| Exercise data |
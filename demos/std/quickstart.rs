//! # Quickstart Example
//!
//! Minimal walk through the driver core:
//! - Implement a `BusAdapter` for a (simulated) controller
//! - Queue frames before and after `open`
//! - Feed completion and receive interrupts
//!
//! This example uses `std` and a fake controller with three mailboxes.
//!
//! ```bash
//! cargo run --example quickstart
//! ```

use korri_can_sched::driver::{DefaultDriver, DriverConfig};
use korri_can_sched::protocol::transport::can_frame::CanFrame;
use korri_can_sched::protocol::transport::can_id::CanId;
use korri_can_sched::protocol::transport::traits::bus_adapter::{BusAdapter, IrqSource};

/// Controller stand-in: prints every mailbox write and mask change.
struct PrintController {
    in_flight: usize,
}

impl BusAdapter for PrintController {
    type Error = ();

    fn open(&mut self) -> Result<(), Self::Error> {
        println!("   [hw] controller started");
        Ok(())
    }

    fn mailboxes_free(&self) -> bool {
        self.in_flight < 3
    }

    fn write_mailbox(&mut self, frame: &CanFrame) -> bool {
        if !self.mailboxes_free() {
            return false;
        }
        self.in_flight += 1;
        println!(
            "   [hw] mailbox <- prio {} pgn {} data {:02X?}",
            frame.priority(),
            frame.id.pgn(),
            frame.payload()
        );
        true
    }

    fn mask_interrupt(&mut self, source: IrqSource) {
        println!("   [hw] mask   {:?}", source);
    }

    fn unmask_interrupt(&mut self, source: IrqSource) {
        println!("   [hw] unmask {:?}", source);
    }
}

fn frame(priority: u8, pgn: u32, tag: u8) -> CanFrame {
    CanFrame::new_extended(CanId::from_parts(priority, pgn, 0x23), &[tag; 8])
}

fn main() {
    println!("=== korri-can-sched Quickstart ===\n");

    let mut driver: DefaultDriver<PrintController> =
        DefaultDriver::new(PrintController { in_flight: 0 }, DriverConfig::default());

    // ======================================================================
    // 1. Frames sent before open wait in the buffer
    // ======================================================================
    println!("1. Queueing before open");
    driver.send_frame(&frame(6, 127250, 0x01)); // Heading, low priority
    driver.send_frame(&frame(2, 129025, 0x02)); // Position rapid update
    println!("   pending: {}\n", driver.tx().pending());

    // ======================================================================
    // 2. Opening flushes them in priority order
    // ======================================================================
    println!("2. Opening the bus");
    if let Err(e) = driver.open() {
        eprintln!("   open failed: {}", e);
        return;
    }
    println!();

    // ======================================================================
    // 3. Saturate the mailboxes, then let completions drain the buffer
    // ======================================================================
    println!("3. Saturating the mailboxes");
    driver.send_frame(&frame(3, 130306, 0x03)); // Wind data
    driver.send_frame(&frame(7, 126996, 0x04)); // Product info, lowest class
    driver.send_frame(&frame(0, 129026, 0x05)); // COG/SOG
    println!("   pending: {}", driver.tx().pending());

    while driver.tx().pending() > 0 {
        println!("   [irq] mailbox free");
        driver.adapter_mut().in_flight -= 1;
        driver.on_mailbox_free();
    }
    println!();

    // ======================================================================
    // 4. Receive interrupts fill the rx buffer, polled by priority
    // ======================================================================
    println!("4. Receiving");
    driver.on_frame_received(&frame(5, 130312, 0x10)); // Temperature
    driver.on_frame_received(&frame(2, 127245, 0x11)); // Rudder
    while let Some(frame) = driver.get_frame() {
        println!("   got prio {} pgn {}", frame.priority(), frame.id.pgn());
    }
    println!();

    let stats = driver.stats();
    println!("Stats: {:?}", stats);
    println!("\nQuickstart complete.");
}
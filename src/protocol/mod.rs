//! Protocol-facing side of the driver: CAN frame and identifier types, and
//! the traits protocol code uses to reach the bus.
pub mod transport;
//! NMEA 2000 transport layer: CAN frame representation, 29-bit identifier
//! decoding, and the traits that connect the driver core to hardware and to
//! protocol code.
//!
//! ## Buffer sizing
//!
//! The constants below are the defaults used by
//! [`DefaultDriver`](crate::driver::DefaultDriver). They match common NMEA 2000
//! controller setups where only three transmit mailboxes exist.

pub mod can_frame;
pub mod can_id;
pub mod traits;

/// Number of priority lanes per buffer. Classes 6 and 7 share the last lane.
pub const DEFAULT_PRIORITY_LANES: usize = 7;

/// Default receive buffer size (frames).
pub const DEFAULT_RX_FRAMES: usize = 32;

/// Smallest receive buffer worth configuring. Below this a burst of
/// fast-packet traffic overruns lanes before the application polls.
pub const MIN_RX_FRAMES: usize = 10;

/// Default transmit buffer size (frames).
///
/// Fast-packet PGNs of up to 223 bytes need 32 frames; the margin leaves room
/// for single-frame traffic queued in between.
pub const DEFAULT_TX_FRAMES: usize = 50;

/// Smallest transmit buffer worth configuring.
pub const MIN_TX_FRAMES: usize = 30;

/// Receive buffer size for a requested frame count, raised to
/// [`MIN_RX_FRAMES`]. Usable in const generic position:
/// `N2kCanDriver<A, { tx_frames(20) }, { rx_frames(4) }>`.
pub const fn rx_frames(requested: usize) -> usize {
    if requested < MIN_RX_FRAMES {
        MIN_RX_FRAMES
    } else {
        requested
    }
}

/// Transmit buffer size for a requested frame count, raised to
/// [`MIN_TX_FRAMES`].
pub const fn tx_frames(requested: usize) -> usize {
    if requested < MIN_TX_FRAMES {
        MIN_TX_FRAMES
    } else {
        requested
    }
}
/// Test doubles simulating a mailbox-based CAN controller.
use korri_can_sched::protocol::transport::{
    can_frame::CanFrame,
    can_id::CanId,
    traits::bus_adapter::{BusAdapter, IrqSource},
};

#[derive(Debug, Default)]
#[allow(dead_code)]
/// Controller with a fixed number of transmit mailboxes. Frames written to a
/// mailbox stay in flight until [`SimController::finish_one`] is called.
pub struct SimController {
    pub mailboxes: usize,
    pub in_flight: usize,
    pub wire: Vec<CanFrame>,
    pub masked: Vec<IrqSource>,
    pub opened: bool,
}

#[allow(dead_code)]
impl SimController {
    pub fn new(mailboxes: usize) -> Self {
        Self {
            mailboxes,
            // Sources start masked until the driver opens the bus.
            masked: vec![IrqSource::RxFramePending, IrqSource::TxMailboxFree],
            ..Self::default()
        }
    }

    /// Complete the oldest transmission. Returns `false` when idle.
    pub fn finish_one(&mut self) -> bool {
        if self.in_flight == 0 {
            return false;
        }
        self.in_flight -= 1;
        true
    }

    pub fn is_masked(&self, source: IrqSource) -> bool {
        self.masked.contains(&source)
    }

    /// First payload byte of every frame put on the wire.
    pub fn wire_tags(&self) -> Vec<u8> {
        self.wire.iter().map(|frame| frame.data[0]).collect()
    }
}

impl BusAdapter for SimController {
    type Error = ();

    fn open(&mut self) -> Result<(), Self::Error> {
        self.opened = true;
        Ok(())
    }

    fn mailboxes_free(&self) -> bool {
        self.in_flight < self.mailboxes
    }

    fn write_mailbox(&mut self, frame: &CanFrame) -> bool {
        if !self.mailboxes_free() {
            return false;
        }
        self.in_flight += 1;
        self.wire.push(*frame);
        true
    }

    fn mask_interrupt(&mut self, source: IrqSource) {
        if !self.masked.contains(&source) {
            self.masked.push(source);
        }
    }

    fn unmask_interrupt(&mut self, source: IrqSource) {
        self.masked.retain(|masked| *masked != source);
    }
}

#[allow(dead_code)]
/// Single-frame test message tagged through its first payload byte.
pub fn tagged(priority: u8, tag: u8) -> CanFrame {
    CanFrame::new_extended(CanId::from_parts(priority, 130310, 0x20), &[tag, 0xFF])
}
//! Allocation-free building blocks shared by the transmit and receive paths.
pub mod ring;
//! Driver instance reachable from both task and interrupt context.
//!
//! The composed driver sits behind an [`embassy_sync::blocking_mutex::Mutex`]
//! so interrupt handlers (through a [`BusRegistry`](super::registry::BusRegistry)
//! or directly) and application code can share one `'static` instance.
//! The receive path raises a [`Signal`] so async consumers can sleep between
//! frames instead of polling.
use core::cell::RefCell;

use embassy_sync::{
    blocking_mutex::{
        raw::{CriticalSectionRawMutex, RawMutex},
        Mutex,
    },
    signal::Signal,
};

use crate::driver::registry::CanInterrupts;
use crate::driver::{DriverConfig, DriverStats, N2kCanDriver};
use crate::error::{BusError, DriverError};
use crate::protocol::transport::can_frame::CanFrame;
use crate::protocol::transport::traits::bus_adapter::BusAdapter;
use crate::protocol::transport::traits::can_bus::CanBus;
use crate::protocol::transport::DEFAULT_PRIORITY_LANES;

/// [`N2kCanDriver`] guarded by a blocking mutex of kind `M`.
pub struct SharedDriver<
    A: BusAdapter,
    const TX: usize,
    const RX: usize,
    const P: usize = DEFAULT_PRIORITY_LANES,
    M: RawMutex = CriticalSectionRawMutex,
> {
    driver: Mutex<M, RefCell<N2kCanDriver<A, TX, RX, P>>>,
    rx_ready: Signal<M, ()>,
}

impl<A, const TX: usize, const RX: usize, const P: usize, M> SharedDriver<A, TX, RX, P, M>
where
    A: BusAdapter,
    M: RawMutex,
{
    pub const fn new(adapter: A, config: DriverConfig) -> Self {
        Self::from_driver(N2kCanDriver::new(adapter, config))
    }

    pub const fn from_driver(driver: N2kCanDriver<A, TX, RX, P>) -> Self {
        Self {
            driver: Mutex::new(RefCell::new(driver)),
            rx_ready: Signal::new(),
        }
    }

    /// Run `f` with exclusive access to the driver.
    ///
    /// # Panics
    /// When called re-entrantly from inside `f`.
    pub fn with<R>(&self, f: impl FnOnce(&mut N2kCanDriver<A, TX, RX, P>) -> R) -> R {
        self.driver.lock(|cell| f(&mut *cell.borrow_mut()))
    }

    /// Like [`Self::with`] but gives up instead of panicking when the driver
    /// is already borrowed.
    fn try_with<R>(&self, f: impl FnOnce(&mut N2kCanDriver<A, TX, RX, P>) -> R) -> Option<R> {
        self.driver
            .lock(|cell| cell.try_borrow_mut().ok().map(|mut driver| f(&mut *driver)))
    }

    pub fn open(&self) -> Result<(), DriverError<A::Error>> {
        self.with(|driver| driver.open())
    }

    /// Transmit or buffer `frame` (task context).
    pub fn send_frame(&self, frame: &CanFrame) -> bool {
        self.with(|driver| driver.send_frame(frame))
    }

    /// Next received frame in priority order (task context).
    pub fn get_frame(&self) -> Option<CanFrame> {
        self.with(|driver| driver.get_frame())
    }

    pub fn stats(&self) -> DriverStats {
        self.with(|driver| driver.stats())
    }

    /// Async [`CanBus`] view of this driver.
    pub fn bus(&self) -> SharedBus<'_, A, TX, RX, P, M> {
        SharedBus { shared: self }
    }
}

impl<A, const TX: usize, const RX: usize, const P: usize, M> CanInterrupts
    for SharedDriver<A, TX, RX, P, M>
where
    A: BusAdapter,
    M: RawMutex,
{
    fn on_frame_received(&self, frame: &CanFrame) {
        if self
            .try_with(|driver| driver.on_frame_received(frame))
            .is_some()
        {
            self.rx_ready.signal(());
        }
    }

    fn on_mailbox_free(&self) {
        let _ = self.try_with(|driver| driver.on_mailbox_free());
    }
}

/// Async bus handle borrowed from a [`SharedDriver`].
pub struct SharedBus<'a, A, const TX: usize, const RX: usize, const P: usize, M>
where
    A: BusAdapter,
    M: RawMutex,
{
    shared: &'a SharedDriver<A, TX, RX, P, M>,
}

impl<'a, A, const TX: usize, const RX: usize, const P: usize, M> CanBus
    for SharedBus<'a, A, TX, RX, P, M>
where
    A: BusAdapter,
    M: RawMutex,
{
    type Error = BusError;

    async fn send<'b>(&'b mut self, frame: &'b CanFrame) -> Result<(), Self::Error> {
        if self.shared.send_frame(frame) {
            Ok(())
        } else {
            Err(BusError::TransmitRejected)
        }
    }

    async fn recv(&mut self) -> Result<CanFrame, Self::Error> {
        loop {
            if let Some(frame) = self.shared.get_frame() {
                return Ok(frame);
            }
            // A frame landing between the poll and this wait leaves the
            // signal set, so the wait returns at once.
            self.shared.rx_ready.wait().await;
        }
    }
}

| Description of the task |
Keep only those lines of the records that hold "payload", and return them.

| Answer |
            frame.payload()
    /// First payload byte of every frame put on the wire.
/// Single-frame test message tagged through its first payload byte.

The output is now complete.